L’intervention de l’avocat médiateur suit les mêmes règles déontologiques que toute médiation. Sa qualité d’avocat lui impose des obligations supplémentaires de confidentialité.

L’intervention peut être financée totalement ou partiellement par le CSE. Certaines entreprises complètent ce financement et permettent d’aboutir à des relations plus harmonieuses.

Formation à la médiation et développement des compétences internes

Développer des compétences internes de médiation transforme durablement l’entreprise. Cette montée en compétence crée une culture de résolution collaborative des conflits.

Rôle du CSE et des RH dans la mise en œuvre

Le CSE et les RH orchestrent la politique de médiation de l’entreprise. Ils définissent les procédures et forment les acteurs. Leur implication détermine largement le succès de cette politique.

Le CSE peut proposer la création d’un service de médiation interne. Ce service traite les conflits avant qu’ils ne dégénèrent. Il constitue un investissement intelligent dans la paix sociale.

Les RH intègrent la médiation dans leur boîte à outils de gestion des conflits. Elles orientent et conseillent les managers sur l’utilisation appropriée de cet outil.

L’entreprise qui investit dans la médiation interne transforme sa culture.

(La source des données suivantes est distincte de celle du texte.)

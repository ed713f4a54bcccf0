//! No-op detection for hosts.
//!
//! A host may skip processing and pass the source straight through when no
//! operator would change a pixel. The check mirrors each operator's own skip
//! condition, including the two modules without a switch: tonal reshaping is
//! identity only when `strength <= 0` and highlight protection only when its
//! threshold sits at the out-of-range sentinel.

use crate::fx::spatial_chain;
use crate::look::LookParams;

/// Names of the operators `look` would run, in pipeline order.
pub fn active_stages(look: &LookParams) -> Vec<&'static str> {
    let pixel = [
        ("ingest", look.ingest.is_active()),
        ("film", look.film.is_active()),
        ("tonal", look.tonal.is_active()),
        ("energy", look.energy.is_active()),
        ("highlight", look.highlight.is_active()),
        ("split_tone", look.split_tone.is_active()),
        ("grain", look.grain.is_active()),
        ("dither", look.dither.is_active()),
    ];
    let mut names: Vec<_> = pixel.into_iter().filter(|(_, on)| *on).map(|(name, _)| name).collect();
    names.extend(spatial_chain(look).iter().filter(|op| op.is_active()).map(|op| op.name()));
    names
}

/// True when processing `look` would leave every pixel unchanged.
pub fn is_identity(look: &LookParams) -> bool {
    active_stages(look).is_empty()
}

#[cfg(test)]
mod tests {
    use super::*;
    use crate::grade::HighlightParams;

    fn neutral() -> LookParams {
        let mut look = LookParams::default();
        look.tonal.strength = 0.0;
        look.highlight = HighlightParams::bypass();
        look
    }

    #[test]
    fn test_default_look_is_not_identity() {
        let look = LookParams::default();
        assert_eq!(active_stages(&look), ["tonal", "highlight"]);
        assert!(!is_identity(&look));
    }

    #[test]
    fn test_neutral_look_is_identity() {
        assert!(is_identity(&neutral()));
    }

    #[test]
    fn test_ingest_identity_needs_neutral_controls() {
        let mut look = neutral();
        look.ingest.exposure_trim = 0.5;
        assert_eq!(active_stages(&look), ["ingest"]);
        look.ingest.enable = false;
        assert!(is_identity(&look));
    }

    #[test]
    fn test_enabled_zero_amount_modules() {
        let mut look = neutral();
        look.grain.enable = true;
        look.streak.enable = true;
        look.aberration.enable = true;
        assert!(is_identity(&look));
        look.glow.enable = true;
        assert_eq!(active_stages(&look), ["glow"]);
    }
}
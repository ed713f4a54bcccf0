//! Render command
//!
//! Grades a PNG through a look, optionally in parallel tiles.

use std::time::Instant;

use crate::RenderArgs;
use anyhow::{Context, Result};
use cine_ops::parallel::render_tiles;
use cine_ops::pipeline::{RenderRequest, active_stages, apron, render};
use tracing::{debug, info, trace};

pub fn run(args: RenderArgs, verbose: bool) -> Result<()> {
    trace!(input = %args.input.display(), output = %args.output.display(), "render::run");

    let look = super::load_look(args.look.as_deref())?;
    let source = super::load_png(&args.input)?;

    let request = RenderRequest::full_frame(source.bounds())
        .with_render_scale(args.scale)
        .with_time(args.time);
    request.validate().context("Invalid render request")?;

    let stages = active_stages(&look);
    info!(
        width = source.width(),
        height = source.height(),
        apron = apron::for_look(&look, args.scale),
        stages = stages.len(),
        "Rendering"
    );
    if verbose {
        println!("Rendering {} through: {}", args.input.display(), stages.join(", "));
    }

    let start = Instant::now();
    let output = if args.tile_rows == 0 {
        render(&source, &request, &look)
    } else {
        render_tiles(&source, &request, &look, args.tile_rows).context("Tiled render failed")?
    };
    debug!(elapsed_ms = start.elapsed().as_millis() as u64, "render finished");

    super::save_png(&args.output, &output, args.sixteen_bit)?;

    if verbose {
        println!("Wrote {}", args.output.display());
    }

    Ok(())
}
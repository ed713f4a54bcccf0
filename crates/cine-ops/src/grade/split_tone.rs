//! Split toning in a Pb/Pr chroma plane.
//!
//! Shadow, highlight and optional midtone hues become unit vectors once per
//! frame. Each pixel receives a luminance-weighted blend of those vectors as
//! a red/blue offset, then green is solved from the Rec.709 luma equation so
//! luminance is preserved exactly.

use super::{PixelOp, PixelSite};
use crate::math::{luminance, smoothstep};
use cine_core::{REC709_LUMA_B, REC709_LUMA_G, REC709_LUMA_R};

/// Pr to R' scale of the Rec.709 color-difference encoding.
const PR_SCALE: f32 = 0.6350;
/// Pb to B' scale of the Rec.709 color-difference encoding.
const PB_SCALE: f32 = 0.5389;

/// Split toning controls. Hues are in degrees.
#[derive(Debug, Clone, Copy, PartialEq)]
pub struct SplitToneParams {
    /// Module switch.
    pub enable: bool,
    /// Overall tint strength (0..1).
    pub strength: f32,
    /// Shadow tint hue.
    pub shadow_hue: f32,
    /// Highlight tint hue.
    pub highlight_hue: f32,
    /// Shifts weight from shadows (-1) to highlights (+1).
    pub balance: f32,
    /// Midtone tint hue.
    pub midtone_hue: f32,
    /// Midtone tint amount (0 = off).
    pub midtone_saturation: f32,
}

impl Default for SplitToneParams {
    fn default() -> Self {
        Self {
            enable: false,
            strength: 0.0,
            shadow_hue: 220.0,
            highlight_hue: 40.0,
            balance: 0.0,
            midtone_hue: 30.0,
            midtone_saturation: 0.0,
        }
    }
}

impl SplitToneParams {
    /// Enabled with a positive strength.
    pub fn is_active(&self) -> bool {
        self.enable && self.strength > 0.0
    }
}

/// Unit (Pb, Pr) vector for a hue angle in degrees.
pub fn hue_vector(degrees: f32) -> [f32; 2] {
    let (sin, cos) = degrees.to_radians().sin_cos();
    [cos, sin]
}

/// Split toning operator with hue vectors precomputed.
#[derive(Debug, Clone)]
pub struct SplitTone {
    params: SplitToneParams,
    shadow: [f32; 2],
    highlight: [f32; 2],
    midtone: [f32; 2],
}

impl SplitTone {
    /// Precomputes the three hue vectors.
    pub fn new(params: SplitToneParams) -> Self {
        Self {
            shadow: hue_vector(params.shadow_hue),
            highlight: hue_vector(params.highlight_hue),
            midtone: hue_vector(params.midtone_hue),
            params,
        }
    }

    /// Tints one pixel.
    pub fn process(&self, rgb: [f32; 3]) -> [f32; 3] {
        let p = &self.params;
        if !p.is_active() {
            return rgb;
        }
        let l = luminance(rgb);

        let mut shadow_w = 1.0 - smoothstep(0.0, 0.4, l);
        let mut high_w = smoothstep(0.6, 1.0, l);
        let mid_w = (1.0 - shadow_w) * (1.0 - high_w);
        shadow_w *= 1.0 - p.balance;
        high_w *= 1.0 + p.balance;

        let k = p.strength * 0.05;
        let mut d_pb = (self.shadow[0] * shadow_w + self.highlight[0] * high_w) * k;
        let mut d_pr = (self.shadow[1] * shadow_w + self.highlight[1] * high_w) * k;

        if p.midtone_saturation > 0.0 {
            let m = p.midtone_saturation * mid_w * k;
            d_pb += self.midtone[0] * m;
            d_pr += self.midtone[1] * m;
        }

        let r = rgb[0] + d_pr / PR_SCALE;
        let b = rgb[2] + d_pb / PB_SCALE;
        let g = (l - REC709_LUMA_R * r - REC709_LUMA_B * b) / REC709_LUMA_G;
        [r, g, b]
    }
}

impl PixelOp for SplitTone {
    fn name(&self) -> &'static str {
        "split_tone"
    }

    fn is_active(&self) -> bool {
        self.params.is_active()
    }

    fn apply(&self, rgb: [f32; 3], _site: PixelSite) -> [f32; 3] {
        self.process(rgb)
    }
}

#[cfg(test)]
mod tests {
    use super::*;
    use approx::assert_abs_diff_eq;

    fn toned() -> SplitTone {
        SplitTone::new(SplitToneParams {
            enable: true,
            strength: 1.0,
            balance: 0.3,
            midtone_saturation: 0.8,
            ..Default::default()
        })
    }

    #[test]
    fn test_luminance_preserved_everywhere() {
        let op = toned();
        for i in 0..=40 {
            let v = i as f32 / 20.0;
            let px = [v * 0.9, v, v * 0.7 + 0.01];
            let out = op.process(px);
            assert_abs_diff_eq!(luminance(out), luminance(px), epsilon = 1e-5);
        }
    }

    #[test]
    fn test_shadows_take_shadow_hue() {
        // 220 degrees has a negative Pr component, pulling red down.
        let op = toned();
        let out = op.process([0.05, 0.05, 0.05]);
        assert!(out[0] < 0.05);
    }

    #[test]
    fn test_hue_vector_unit_length() {
        for h in [0.0, 40.0, 220.0, 359.0] {
            let [pb, pr] = hue_vector(h);
            assert_abs_diff_eq!(pb * pb + pr * pr, 1.0, epsilon = 1e-6);
        }
        assert_abs_diff_eq!(hue_vector(90.0)[1], 1.0, epsilon = 1e-6);
    }

    #[test]
    fn test_disabled_is_identity() {
        let op = SplitTone::new(SplitToneParams { strength: 1.0, ..Default::default() });
        assert_eq!(op.process([0.2, 0.3, 0.4]), [0.2, 0.3, 0.4]);
    }
}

Elle développe des réflexes de dialogue qui préviennent l’émergence de nombreux conflits et permet de favoriser leur réussite.

La médiation d’entreprise mérite une attention assidue. Cette approche transforme les conflits en opportunités d’amélioration et de renforcement des liens. Elle protège votre entreprise des coûts humains et financiers des tensions non résolues.

Cet outil puissant résout des situations que les approches traditionnelles ne parviennent pas toujours à traiter. La médiation préventive coûte moins cher et obtient de meilleurs résultats que les interventions de crise. Investissez dès maintenant dans cette compétence stratégique qui permet de résoudre les conflits de manière durable.